=== Stored records ===
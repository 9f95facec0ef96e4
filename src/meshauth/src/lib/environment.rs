use crate::lib::error::MeshAuthResult;
use anyhow::Context;
use meshauth_core::backend::{factory, MeshAuthBackend, SetupContext};
use meshauth_core::config::BackendConfig;
use meshauth_core::oracle::{CannedOracle, IdentityOracle, LocalApiOracle};
use slog::{debug, Logger};
use std::path::Path;
use std::sync::Arc;

pub struct Environment {
    config: BackendConfig,
    logger: Logger,
}

impl Environment {
    /// Loads the configuration file if one is given, otherwise uses the defaults.
    pub fn new(config_path: Option<&Path>, logger: Logger) -> MeshAuthResult<Self> {
        let config = match config_path {
            Some(path) => {
                debug!(logger, "Loading configuration"; "path" => %path.display());
                BackendConfig::load(path).with_context(|| {
                    format!("Failed to load configuration from {}.", path.display())
                })?
            }
            None => BackendConfig::default(),
        };
        Ok(Self { config, logger })
    }

    pub fn get_logger(&self) -> &Logger {
        &self.logger
    }

    pub fn get_config(&self) -> &BackendConfig {
        &self.config
    }

    /// The oracle answering lookups: a fixture file when given, the mesh daemon otherwise.
    pub fn new_oracle(&self, fixture: Option<&Path>) -> MeshAuthResult<Arc<dyn IdentityOracle>> {
        let oracle: Arc<dyn IdentityOracle> = match fixture {
            Some(path) => {
                debug!(self.logger, "Answering lookups from fixture"; "path" => %path.display());
                Arc::new(CannedOracle::load(path).with_context(|| {
                    format!("Failed to load identity fixture {}.", path.display())
                })?)
            }
            None => Arc::new(LocalApiOracle::new(&self.config.oracle)?),
        };
        Ok(oracle)
    }

    pub fn new_backend(&self, fixture: Option<&Path>) -> MeshAuthResult<MeshAuthBackend> {
        let ctx = SetupContext {
            config: Some(self.config.clone()),
        };
        Ok(factory(&ctx, self.new_oracle(fixture)?, &self.logger)?)
    }
}

#[cfg(test)]
mod tests {
    use super::*;
    use meshauth_core::backend::{AuthableBackend, Operation, Request, LOGIN_PATH};
    use meshauth_core::resolver::RequestContext;
    use std::io::Write;
    use std::time::Duration;

    fn logger() -> Logger {
        Logger::root(slog::Discard, slog::o!())
    }

    #[test]
    fn defaults_without_config_file() {
        let env = Environment::new(None, logger()).unwrap();
        assert_eq!(env.get_config(), &BackendConfig::default());
    }

    #[test]
    fn reports_invalid_config_file() {
        let mut file = tempfile::NamedTempFile::new().unwrap();
        write!(file, r#"{{"policy_prefix": ""}}"#).unwrap();

        let err = Environment::new(Some(file.path()), logger())
            .err()
            .expect("empty prefix must be rejected");
        assert!(err.to_string().starts_with("Failed to load configuration from"));
    }

    #[tokio::test]
    async fn fixture_backed_login() {
        let mut config = tempfile::NamedTempFile::new().unwrap();
        write!(config, r#"{{"policy_prefix": "mesh", "lease_ttl": "90s"}}"#).unwrap();
        let mut fixture = tempfile::NamedTempFile::new().unwrap();
        write!(
            fixture,
            r#"{{"100.64.0.1:41641": {{"tags": ["tag:web"], "computed_name": "node1"}}}}"#
        )
        .unwrap();

        let env = Environment::new(Some(config.path()), logger()).unwrap();
        let backend = env.new_backend(Some(fixture.path())).unwrap();
        let request =
            Request::new(Operation::Update, LOGIN_PATH).with_connection("100.64.0.1", 41641);

        let auth = backend
            .handle(&RequestContext::background(), &request)
            .await
            .unwrap()
            .auth
            .unwrap();
        assert_eq!(auth.policies, vec!["mesh/web"]);
        assert_eq!(auth.lease_options.max_ttl, Duration::from_secs(90));
    }
}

=== Task goal ===
Your task is to copy every entry above, exactly as written.

=== Answer section ===
repository 9f95facec0ef96e4
filename src/meshauth/src/lib/environment.rs
use crate::lib::error::MeshAuthResult;
use anyhow::Context;
use meshauth_core::backend::{factory, MeshAuthBackend, SetupContext};
use meshauth_core::config::BackendConfig;
use meshauth_core::oracle::{CannedOracle, IdentityOracle, LocalApiOracle};
use slog::{debug, Logger};
use std::path::Path;
use std::sync::Arc;

pub struct Environment {
    config: BackendConfig,
    logger: Logger,
}

impl Environment {
    /// Loads the configuration file if one is given, otherwise uses the defaults.
    pub fn new(config_path: Option<&Path>, logger: Logger) -> MeshAuthResult<Self> {
        let config = match config_path {
            Some(path) => {
                debug!(logger, "Loading configuration"; "path" => %path.display());
                BackendConfig::load(path).with_context(|| {
                    format!("Failed to load configuration from {}.", path.display())
                })?
            }
            None => BackendConfig::default(),
        };
        Ok(Self { config, logger })
    }

    pub fn get_logger(&self) -> &Logger {
        &self.logger
    }

    pub fn get_config(&self) -> &BackendConfig {
        &self.config
    }

    /// The oracle answering lookups: a fixture file when given, the mesh daemon otherwise.
    pub fn new_oracle(&self, fixture: Option<&Path>) -> MeshAuthResult<Arc<dyn IdentityOracle>> {
        let oracle: Arc<dyn IdentityOracle> = match fixture {
            Some(path) => {
                debug!(self.logger, "Answering lookups from fixture"; "path" => %path.display());
                Arc::new(CannedOracle::load(path).with_context(|| {
                    format!("Failed to load identity fixture {}.", path.display())
                })?)
            }
            None => Arc::new(LocalApiOracle::new(&self.config.oracle)?),
        };
        Ok(oracle)
    }

    pub fn new_backend(&self, fixture: Option<&Path>) -> MeshAuthResult<MeshAuthBackend> {
        let ctx = SetupContext {
            config: Some(self.config.clone()),
        };
        Ok(factory(&ctx, self.new_oracle(fixture)?, &self.logger)?)
    }
}

#[cfg(test)]
mod tests {
    use super::*;
    use meshauth_core::backend::{AuthableBackend, Operation, Request, LOGIN_PATH};
    use meshauth_core::resolver::RequestContext;
    use std::io::Write;
    use std::time::Duration;

    fn logger() -> Logger {
        Logger::root(slog::Discard, slog::o!())
    }

    #[test]
    fn defaults_without_config_file() {
        let env = Environment::new(None, logger()).unwrap();
        assert_eq!(env.get_config(), &BackendConfig::default());
    }

    #[test]
    fn reports_invalid_config_file() {
        let mut file = tempfile::NamedTempFile::new().unwrap();
        write!(file, r#"{{"policy_prefix": ""}}"#).unwrap();

        let err = Environment::new(Some(file.path()), logger())
            .err()
            .expect("empty prefix must be rejected");
        assert!(err.to_string().starts_with("Failed to load configuration from"));
    }

    #[tokio::test]
    async fn fixture_backed_login() {
        let mut config = tempfile::NamedTempFile::new().unwrap();
        write!(config, r#"{{"policy_prefix": "mesh", "lease_ttl": "90s"}}"#).unwrap();
        let mut fixture = tempfile::NamedTempFile::new().unwrap();
        write!(
            fixture,
            r#"{{"100.64.0.1:41641": {{"tags": ["tag:web"], "computed_name": "node1"}}}}"#
        )
        .unwrap();

        let env = Environment::new(Some(config.path()), logger()).unwrap();
        let backend = env.new_backend(Some(fixture.path())).unwrap();
        let request =
            Request::new(Operation::Update, LOGIN_PATH).with_connection("100.64.0.1", 41641);

        let auth = backend
            .handle(&RequestContext::background(), &request)
            .await
            .unwrap()
            .auth
            .unwrap();
        assert_eq!(auth.policies, vec!["mesh/web"]);
        assert_eq!(auth.lease_options.max_ttl, Duration::from_secs(90));
    }
}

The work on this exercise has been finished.